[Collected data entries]

- Opening Delimiter -

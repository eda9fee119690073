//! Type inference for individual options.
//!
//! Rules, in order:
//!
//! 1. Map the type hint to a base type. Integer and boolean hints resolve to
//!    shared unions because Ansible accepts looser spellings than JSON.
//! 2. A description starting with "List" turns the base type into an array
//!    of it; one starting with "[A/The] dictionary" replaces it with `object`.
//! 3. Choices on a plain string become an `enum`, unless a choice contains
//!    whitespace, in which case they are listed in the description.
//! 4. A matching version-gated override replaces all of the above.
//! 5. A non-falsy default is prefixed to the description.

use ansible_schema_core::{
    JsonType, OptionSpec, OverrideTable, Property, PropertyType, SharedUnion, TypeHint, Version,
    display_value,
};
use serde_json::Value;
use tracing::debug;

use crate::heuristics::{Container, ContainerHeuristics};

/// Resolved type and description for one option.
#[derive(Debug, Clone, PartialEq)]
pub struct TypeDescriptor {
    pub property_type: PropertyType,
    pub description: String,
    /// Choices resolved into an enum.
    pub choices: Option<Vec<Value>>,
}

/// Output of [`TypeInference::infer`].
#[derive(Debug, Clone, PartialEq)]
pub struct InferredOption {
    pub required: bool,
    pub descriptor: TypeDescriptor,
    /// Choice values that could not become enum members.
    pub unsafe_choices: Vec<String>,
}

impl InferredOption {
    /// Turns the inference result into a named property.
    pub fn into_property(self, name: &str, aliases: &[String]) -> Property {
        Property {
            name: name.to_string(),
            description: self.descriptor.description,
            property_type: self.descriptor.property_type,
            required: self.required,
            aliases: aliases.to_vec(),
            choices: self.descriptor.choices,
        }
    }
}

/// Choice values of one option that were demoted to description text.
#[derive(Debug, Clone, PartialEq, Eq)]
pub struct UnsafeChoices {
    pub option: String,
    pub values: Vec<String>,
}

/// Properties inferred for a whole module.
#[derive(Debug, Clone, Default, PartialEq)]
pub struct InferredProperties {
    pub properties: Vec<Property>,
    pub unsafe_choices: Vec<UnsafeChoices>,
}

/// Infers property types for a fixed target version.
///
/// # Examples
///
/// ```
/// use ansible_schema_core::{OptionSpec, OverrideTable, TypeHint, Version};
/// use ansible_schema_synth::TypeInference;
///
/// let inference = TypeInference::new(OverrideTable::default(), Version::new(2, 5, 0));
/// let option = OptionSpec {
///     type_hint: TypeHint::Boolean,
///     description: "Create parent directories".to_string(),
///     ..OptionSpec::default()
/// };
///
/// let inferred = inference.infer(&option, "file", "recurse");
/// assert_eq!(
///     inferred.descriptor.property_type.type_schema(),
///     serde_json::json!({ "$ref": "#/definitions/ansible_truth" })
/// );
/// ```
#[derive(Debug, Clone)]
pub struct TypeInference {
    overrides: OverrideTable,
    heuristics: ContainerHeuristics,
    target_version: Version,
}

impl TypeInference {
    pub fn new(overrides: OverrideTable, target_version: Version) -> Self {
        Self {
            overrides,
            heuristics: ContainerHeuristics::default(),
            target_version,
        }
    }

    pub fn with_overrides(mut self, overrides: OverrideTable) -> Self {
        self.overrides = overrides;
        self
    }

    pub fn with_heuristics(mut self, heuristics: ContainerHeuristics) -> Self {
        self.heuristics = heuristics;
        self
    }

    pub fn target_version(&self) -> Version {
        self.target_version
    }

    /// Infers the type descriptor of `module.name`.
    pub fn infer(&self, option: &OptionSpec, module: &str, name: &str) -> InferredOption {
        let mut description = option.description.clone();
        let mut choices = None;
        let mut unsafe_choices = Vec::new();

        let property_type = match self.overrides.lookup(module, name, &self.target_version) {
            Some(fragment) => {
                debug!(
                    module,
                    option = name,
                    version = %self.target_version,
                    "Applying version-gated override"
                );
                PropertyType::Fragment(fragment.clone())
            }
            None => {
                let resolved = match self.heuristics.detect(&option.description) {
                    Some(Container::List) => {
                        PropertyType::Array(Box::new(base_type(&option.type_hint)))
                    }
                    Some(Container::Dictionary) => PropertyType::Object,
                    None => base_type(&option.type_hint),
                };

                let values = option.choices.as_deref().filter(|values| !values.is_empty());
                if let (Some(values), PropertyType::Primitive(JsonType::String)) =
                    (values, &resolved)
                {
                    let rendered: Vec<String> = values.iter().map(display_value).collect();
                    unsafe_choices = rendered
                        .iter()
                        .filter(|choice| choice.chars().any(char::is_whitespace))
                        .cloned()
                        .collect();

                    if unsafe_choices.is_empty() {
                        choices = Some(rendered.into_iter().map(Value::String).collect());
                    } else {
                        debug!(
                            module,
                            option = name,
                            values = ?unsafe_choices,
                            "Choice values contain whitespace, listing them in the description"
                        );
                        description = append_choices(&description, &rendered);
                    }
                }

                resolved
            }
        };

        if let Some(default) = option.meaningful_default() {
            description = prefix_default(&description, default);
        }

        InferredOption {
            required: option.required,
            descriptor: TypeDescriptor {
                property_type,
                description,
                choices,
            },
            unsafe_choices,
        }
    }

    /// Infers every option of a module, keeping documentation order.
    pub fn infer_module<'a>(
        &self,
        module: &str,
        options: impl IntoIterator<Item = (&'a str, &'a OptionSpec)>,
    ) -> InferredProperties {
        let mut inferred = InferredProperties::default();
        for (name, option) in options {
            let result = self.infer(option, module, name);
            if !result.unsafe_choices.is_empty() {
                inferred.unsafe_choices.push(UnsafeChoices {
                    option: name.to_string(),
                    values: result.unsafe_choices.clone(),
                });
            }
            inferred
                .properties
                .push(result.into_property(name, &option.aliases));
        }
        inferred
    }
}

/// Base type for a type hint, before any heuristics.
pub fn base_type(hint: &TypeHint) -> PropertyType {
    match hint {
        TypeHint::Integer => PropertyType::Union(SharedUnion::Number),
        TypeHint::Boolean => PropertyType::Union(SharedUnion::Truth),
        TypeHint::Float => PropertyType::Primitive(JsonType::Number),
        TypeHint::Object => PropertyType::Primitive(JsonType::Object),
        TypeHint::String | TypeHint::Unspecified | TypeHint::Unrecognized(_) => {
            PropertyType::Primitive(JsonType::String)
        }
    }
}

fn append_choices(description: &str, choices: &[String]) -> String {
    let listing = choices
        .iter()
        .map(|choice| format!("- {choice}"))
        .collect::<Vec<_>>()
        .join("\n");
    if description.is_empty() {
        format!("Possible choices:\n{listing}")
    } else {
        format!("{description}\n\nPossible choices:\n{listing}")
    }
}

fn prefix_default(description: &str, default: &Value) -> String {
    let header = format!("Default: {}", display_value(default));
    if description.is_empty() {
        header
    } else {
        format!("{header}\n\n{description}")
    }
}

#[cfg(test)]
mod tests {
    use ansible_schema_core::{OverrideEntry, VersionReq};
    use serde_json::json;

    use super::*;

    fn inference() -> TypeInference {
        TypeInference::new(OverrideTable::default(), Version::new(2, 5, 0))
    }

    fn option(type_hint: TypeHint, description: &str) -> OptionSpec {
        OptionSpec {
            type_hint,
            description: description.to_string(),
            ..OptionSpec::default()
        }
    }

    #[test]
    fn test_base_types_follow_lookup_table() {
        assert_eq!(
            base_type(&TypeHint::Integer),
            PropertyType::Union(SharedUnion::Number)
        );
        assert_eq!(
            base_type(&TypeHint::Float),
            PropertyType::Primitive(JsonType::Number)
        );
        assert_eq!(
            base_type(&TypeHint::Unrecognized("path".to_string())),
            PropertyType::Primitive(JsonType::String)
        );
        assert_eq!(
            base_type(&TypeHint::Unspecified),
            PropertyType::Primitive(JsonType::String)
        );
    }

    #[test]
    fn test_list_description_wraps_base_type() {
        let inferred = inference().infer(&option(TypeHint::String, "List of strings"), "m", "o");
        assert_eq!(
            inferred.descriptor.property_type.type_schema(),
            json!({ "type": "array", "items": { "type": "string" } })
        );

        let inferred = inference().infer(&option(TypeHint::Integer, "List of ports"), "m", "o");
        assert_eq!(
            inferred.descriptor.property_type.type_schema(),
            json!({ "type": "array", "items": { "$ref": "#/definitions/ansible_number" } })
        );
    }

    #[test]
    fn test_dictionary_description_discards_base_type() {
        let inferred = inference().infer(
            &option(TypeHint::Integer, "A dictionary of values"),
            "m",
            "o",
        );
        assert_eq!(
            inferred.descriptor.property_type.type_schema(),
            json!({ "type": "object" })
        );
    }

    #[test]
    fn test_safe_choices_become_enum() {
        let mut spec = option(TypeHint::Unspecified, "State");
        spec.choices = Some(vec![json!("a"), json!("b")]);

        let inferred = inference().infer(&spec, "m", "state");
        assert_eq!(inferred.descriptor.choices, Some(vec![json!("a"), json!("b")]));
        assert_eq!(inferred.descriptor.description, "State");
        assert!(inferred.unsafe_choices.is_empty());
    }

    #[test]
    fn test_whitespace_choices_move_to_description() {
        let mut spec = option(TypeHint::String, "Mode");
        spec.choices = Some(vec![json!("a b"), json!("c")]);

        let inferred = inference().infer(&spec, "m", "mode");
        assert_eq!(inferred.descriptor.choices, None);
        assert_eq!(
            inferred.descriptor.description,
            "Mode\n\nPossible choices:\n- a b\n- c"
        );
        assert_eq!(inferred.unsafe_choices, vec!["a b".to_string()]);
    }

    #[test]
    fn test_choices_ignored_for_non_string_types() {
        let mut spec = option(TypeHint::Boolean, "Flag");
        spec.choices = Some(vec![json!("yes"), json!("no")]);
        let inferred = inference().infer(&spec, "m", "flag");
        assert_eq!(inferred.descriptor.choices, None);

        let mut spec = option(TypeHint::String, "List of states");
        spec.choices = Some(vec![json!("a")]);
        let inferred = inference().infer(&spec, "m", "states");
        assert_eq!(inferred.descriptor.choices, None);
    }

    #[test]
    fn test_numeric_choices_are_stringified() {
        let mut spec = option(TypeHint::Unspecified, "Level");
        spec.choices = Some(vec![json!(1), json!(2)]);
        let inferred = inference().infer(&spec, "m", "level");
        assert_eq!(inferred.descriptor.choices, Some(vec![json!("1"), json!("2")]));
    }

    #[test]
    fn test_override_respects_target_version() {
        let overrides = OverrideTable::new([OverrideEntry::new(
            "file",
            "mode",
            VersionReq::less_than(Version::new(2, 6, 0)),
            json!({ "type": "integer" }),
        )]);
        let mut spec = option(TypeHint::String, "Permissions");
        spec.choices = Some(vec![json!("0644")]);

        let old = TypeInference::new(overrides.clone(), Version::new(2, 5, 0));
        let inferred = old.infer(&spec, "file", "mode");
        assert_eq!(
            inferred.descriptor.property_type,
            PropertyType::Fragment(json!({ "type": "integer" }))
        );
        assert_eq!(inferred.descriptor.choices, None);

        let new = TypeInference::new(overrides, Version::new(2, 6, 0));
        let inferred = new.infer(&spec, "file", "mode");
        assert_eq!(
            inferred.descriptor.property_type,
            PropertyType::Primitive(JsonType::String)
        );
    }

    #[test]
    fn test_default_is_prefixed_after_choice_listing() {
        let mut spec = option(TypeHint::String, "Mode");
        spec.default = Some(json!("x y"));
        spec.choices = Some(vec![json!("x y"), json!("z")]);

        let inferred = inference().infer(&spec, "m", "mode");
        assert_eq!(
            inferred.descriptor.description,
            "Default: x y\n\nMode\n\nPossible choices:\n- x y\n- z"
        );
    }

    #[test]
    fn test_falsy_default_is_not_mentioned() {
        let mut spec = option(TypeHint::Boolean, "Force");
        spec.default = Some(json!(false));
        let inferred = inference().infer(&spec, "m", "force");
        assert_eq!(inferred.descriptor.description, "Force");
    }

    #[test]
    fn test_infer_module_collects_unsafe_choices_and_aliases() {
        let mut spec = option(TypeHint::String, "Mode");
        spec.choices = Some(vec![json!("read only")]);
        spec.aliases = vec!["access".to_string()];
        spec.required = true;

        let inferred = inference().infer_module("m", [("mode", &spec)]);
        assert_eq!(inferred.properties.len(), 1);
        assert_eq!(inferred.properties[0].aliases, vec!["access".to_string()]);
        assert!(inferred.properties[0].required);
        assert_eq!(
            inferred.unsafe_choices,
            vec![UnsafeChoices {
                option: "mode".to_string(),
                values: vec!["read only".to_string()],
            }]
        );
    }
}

- Closing Delimiter -

**EXERCISE AIM**.
The required output is a copy of each line in the records where the string "header" occurs.

**WORKED SOLUTION**.
    let header = format!("Default: {}", display_value(default));
        header
        format!("{header}\n\n{description}")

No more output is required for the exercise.